The cells were exposed to hypoxia or normoxia as described above. Immediately after hypoxia, or after 24 h recovery as specified, the plates were placed on ice, and the cells were pelleted by centrifugation and lysed in ATP releasing agent (Sigma). ATP was determined by luciferase assay with the CLS II kit (Boehringer Mannheim, Mannheim, Germany).30 Typical absolute values for normoxic control cells grown in serum-free medium containing 2 mM glucose were in the region of 2.8 nM ATP/mg protein. Values were normalized for LDH release to detect the ATP levels in surviving cells and are given in percentage of values in normoxic control cells.

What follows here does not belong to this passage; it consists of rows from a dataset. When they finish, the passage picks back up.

//! 按键任务
//!
//! 等待去抖定时器置位 `BUTTON_PRESSED`，切换目标档位:
//! 切到关闭时释放关闭信号 (经队列集通知故障处理任务关断加热器)，
//! 否则释放传感器信号，立即触发一次采样。
//!
//! `FAILURE_ACTIVE` 置位期间按键被忽略，目标档位保持不变。

use crate::hw::SerialPort;
use crate::registry::Registry;
use crate::sync::event_group::{BUTTON_PRESSED, FAILURE_ACTIVE};
use crate::tasks::HeatingLevel;
use crate::util::log::*;

/// 处理一次按键事件，返回新的目标档位; 故障期间返回 `None`
pub async fn step<P: SerialPort + Send + 'static>(registry: &Registry<P>) -> Option<HeatingLevel> {
    let bits = registry.event_group().wait_any(BUTTON_PRESSED, true).await;

    if bits & FAILURE_ACTIVE != 0 {
        log_warn!("Button: failure active, press ignored");
        return None;
    }

    let desired = registry.setpoint().advance();
    log_info!("Button: desired level {}", desired as u8);

    if desired == HeatingLevel::Off {
        registry.off_state_signal().give();
    } else {
        registry.sensor_signal().give();
    }
    Some(desired)
}

/// 任务入口
pub async fn run<P: SerialPort + Send + 'static>(registry: &'static Registry<P>) -> ! {
    log_info!("Button task started");
    loop {
        step(registry).await;
    }
}

#[cfg(test)]
mod tests {
    use super::*;
    use crate::registry::tests::full_registry;

    #[test]
    fn test_press_cycles_and_signals() {
        let registry = full_registry();

        registry.event_group().set_bits(BUTTON_PRESSED);
        assert_eq!(embassy_futures::block_on(step(registry)), Some(HeatingLevel::Low));
        assert!(registry.sensor_signal().try_take());
        // 事件位在退出时清除
        assert_eq!(registry.event_group().get() & BUTTON_PRESSED, 0);

        for expected in [HeatingLevel::Medium, HeatingLevel::High] {
            registry.event_group().set_bits(BUTTON_PRESSED);
            assert_eq!(embassy_futures::block_on(step(registry)), Some(expected));
        }

        registry.event_group().set_bits(BUTTON_PRESSED);
        assert_eq!(embassy_futures::block_on(step(registry)), Some(HeatingLevel::Off));
        assert!(registry.off_state_signal().is_signaled());
        // 关闭信号经队列集可见
        assert_eq!(
            registry.level_and_failure_set().try_select(),
            registry.set_members().off_state
        );
    }

    #[test]
    fn test_press_ignored_while_failure_active() {
        let registry = full_registry();
        registry.event_group().set_bits(FAILURE_ACTIVE | BUTTON_PRESSED);

        assert_eq!(embassy_futures::block_on(step(registry)), None);
        assert!(!registry.sensor_signal().is_signaled());
        assert!(!registry.off_state_signal().is_signaled());
        assert_eq!(registry.event_group().get() & BUTTON_PRESSED, 0);

        // 故障清除后按键恢复
        registry.event_group().clear_bits(FAILURE_ACTIVE);
        registry.event_group().set_bits(BUTTON_PRESSED);
        assert_eq!(embassy_futures::block_on(step(registry)), Some(HeatingLevel::Low));
    }
}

There was no decline in ATP levels >15% for up to 20 h of normoxia with serum-free medium and 2 mM glucose (not shown).

Glucose assay

The cells were exposed to hypoxia or normoxia as described above. Immediately after hypoxia, the cells were pelleted by centrifugation and the glucose concentration in the supernatant was determined employing the Gluco-quant Glucos/HK Kit (Roche, Basel, Switzerland).

Statistical analysis

Data are commonly representative of three independent experiments with similar results. Quantitative data are expressed as means and S.D. of triplicate experiments and were assessed for significance by Student's t-test.